Le perdonaba. Toda una lección de madurez de una joven en la veintena a un rapero conocido por sus malcriados exabruptos.

Luego, en 2009, se vio a Taylor Swift con Taylor Lautner, el musculado lobo precoz de Crepúsculo. Eran Taylor y Taylor. Todo era perfecto, de foto promocional. Hasta aparecieron juntos en la película Historias de San Valentín, donde se besaron para envidia de las muchas fans del joven licántropo.

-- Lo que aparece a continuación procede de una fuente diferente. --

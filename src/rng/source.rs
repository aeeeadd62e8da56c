//! Randomness source capabilities
//!
//! Two flat capabilities are defined here:
//! - [`Source`] produces uniformly distributed 64-bit words
//! - [`BitSource`] additionally packs an exact number of bits into bytes
//!
//! Any `rand_core` generator can be turned into a [`BitSource`] with
//! [`extend`].

use rand_core::RngCore;

use super::bits;

/// A producer of uniformly distributed 64-bit words.
pub trait Source {
    /// Returns the next word.
    fn next_u64(&mut self) -> u64;
}

/// A [`Source`] that can also hand out an exact number of bits.
pub trait BitSource: Source {
    /// Returns `bits` bits packed big-endian into `ceil(bits / 8)` bytes.
    ///
    /// See [`bits::bytes`] for the exact layout.
    fn next_bits(&mut self, bits: usize) -> Vec<u8> {
        bits::bytes(self, bits)
    }
}

impl<S: Source + ?Sized> Source for &mut S {
    fn next_u64(&mut self) -> u64 {
        (**self).next_u64()
    }
}

impl<S: Source + ?Sized> Source for Box<S> {
    fn next_u64(&mut self) -> u64 {
        (**self).next_u64()
    }
}

impl<S: BitSource + ?Sized> BitSource for Box<S> {}

/// A `rand_core` generator exposed as a [`BitSource`].
#[derive(Clone, Debug)]
pub struct Extended<R>(R);

impl<R> Extended<R> {
    /// Returns the wrapped generator.
    pub fn into_inner(self) -> R {
        self.0
    }
}

impl<R: RngCore> Source for Extended<R> {
    fn next_u64(&mut self) -> u64 {
        self.0.next_u64()
    }
}

impl<R: RngCore> BitSource for Extended<R> {}

/// Wraps any `rand_core` generator so it can feed the bit extraction and
/// distribution layers.
pub fn extend<R: RngCore>(rng: R) -> Extended<R> {
    Extended(rng)
}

Posteriormente se ha visto a la cantante con señores de repu­tación diversa, como John Mayer, Jake Gyllenhaal, Justin Bieber y Justin Timberlake. Con algunos ha salido. Con otros no. Ella no suele hablar de su vida personal, y deja que los rumores caigan por sí solos. Al fin y al cabo, ha posado para fotos hasta con Danny DeVito, y eso no significa que la pobre Taylor Swift haya tenido nada que ver con el divorcio del afamado actor y Rhea Perlman.

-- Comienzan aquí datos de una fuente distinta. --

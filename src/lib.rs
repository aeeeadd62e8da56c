//! SHA-1 hashing and repeatable randomness
//!
//! This crate provides a from-scratch SHA-1 engine and builds a
//! deterministic pseudorandom number generator on top of it, together with
//! a small concurrency layer that lets many threads share one generator.
//!
//! The focus is on **clarity, determinism, and testability**. Nothing here
//! is hardened against collision or timing attacks; SHA-1 is used as a
//! well-specified mixing function, not as a security primitive.
//!
//! # Module overview
//!
//! - `hash`
//!   The SHA-1 engine. [`hash::Sha1`] accepts input in arbitrary pieces
//!   (including messages whose bit length does not fit in 32 bits) and
//!   produces a [`hash::Digest`]. One-shot helpers hash byte slices,
//!   strings and readers. Digests render as `0x`-prefixed uppercase hex
//!   or standard base64 for display.
//!
//! - `rng`
//!   Repeatable randomness. [`rng::ShaRing`] treats the chain
//!   `SHA1(seed), SHA1(SHA1(seed)), ...` as an endless keystream and cuts
//!   it into 64-bit words or exact bit-width byte strings, using every
//!   keystream byte exactly once. The [`rng::Source`] and
//!   [`rng::BitSource`] capabilities describe what the rest of the crate
//!   needs from a generator; any `rand_core` generator can be adapted.
//!
//! - `distribution`
//!   Concurrent fan-out. A [`distribution::SafeRandom`] runs a background
//!   production loop that feeds a bounded channel; any number of consumers
//!   receive from it and each value reaches exactly one of them. A
//!   [`distribution::Distributor`] keeps one such channel per bit width
//!   over a single shared generator.
//!
//! # Design goals
//!
//! - Same seed, same sequence
//! - Engines reusable without reallocation
//! - Internal invariant violations fail loudly instead of producing a
//!   wrong digest
//! - No locking required of consumers

pub mod distribution;
pub mod hash;
pub mod rng;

No hay nada en la vida de Tay­lor que no sea bucólico y pastoral. Quiere la leyenda que comenzara a escribir canciones a la tierna edad de cinco años. No hay pruebas de ello, así que habrá que creer a las hagiografías que sus fans hacen circular por Internet. Lo que es seguro es que a los 13 firmó su primer contrato musical, con la discográfica RCA. Hubo cierta tensión, porque la precoz Taylor no quería cantar los temas de otros compositores. Así que rompió el contrato y firmó por Sony. Fue la artista más joven en entrar en el elenco de la compañía.

Taylor comenzó en el mundo del country y ganó su primer premio Grammy, a la mejor nueva artista, en 2007. Tenía 17 años. Dos años después sería portada de Rolling Stone y mutaría lentamente hacia el pop más generalista, donde reina ahora, como si tuviera un anillo que los domina a todos. Solo cabe esperar que ese anillo no sea el que se le perdió el año pasado a Joe Jonas.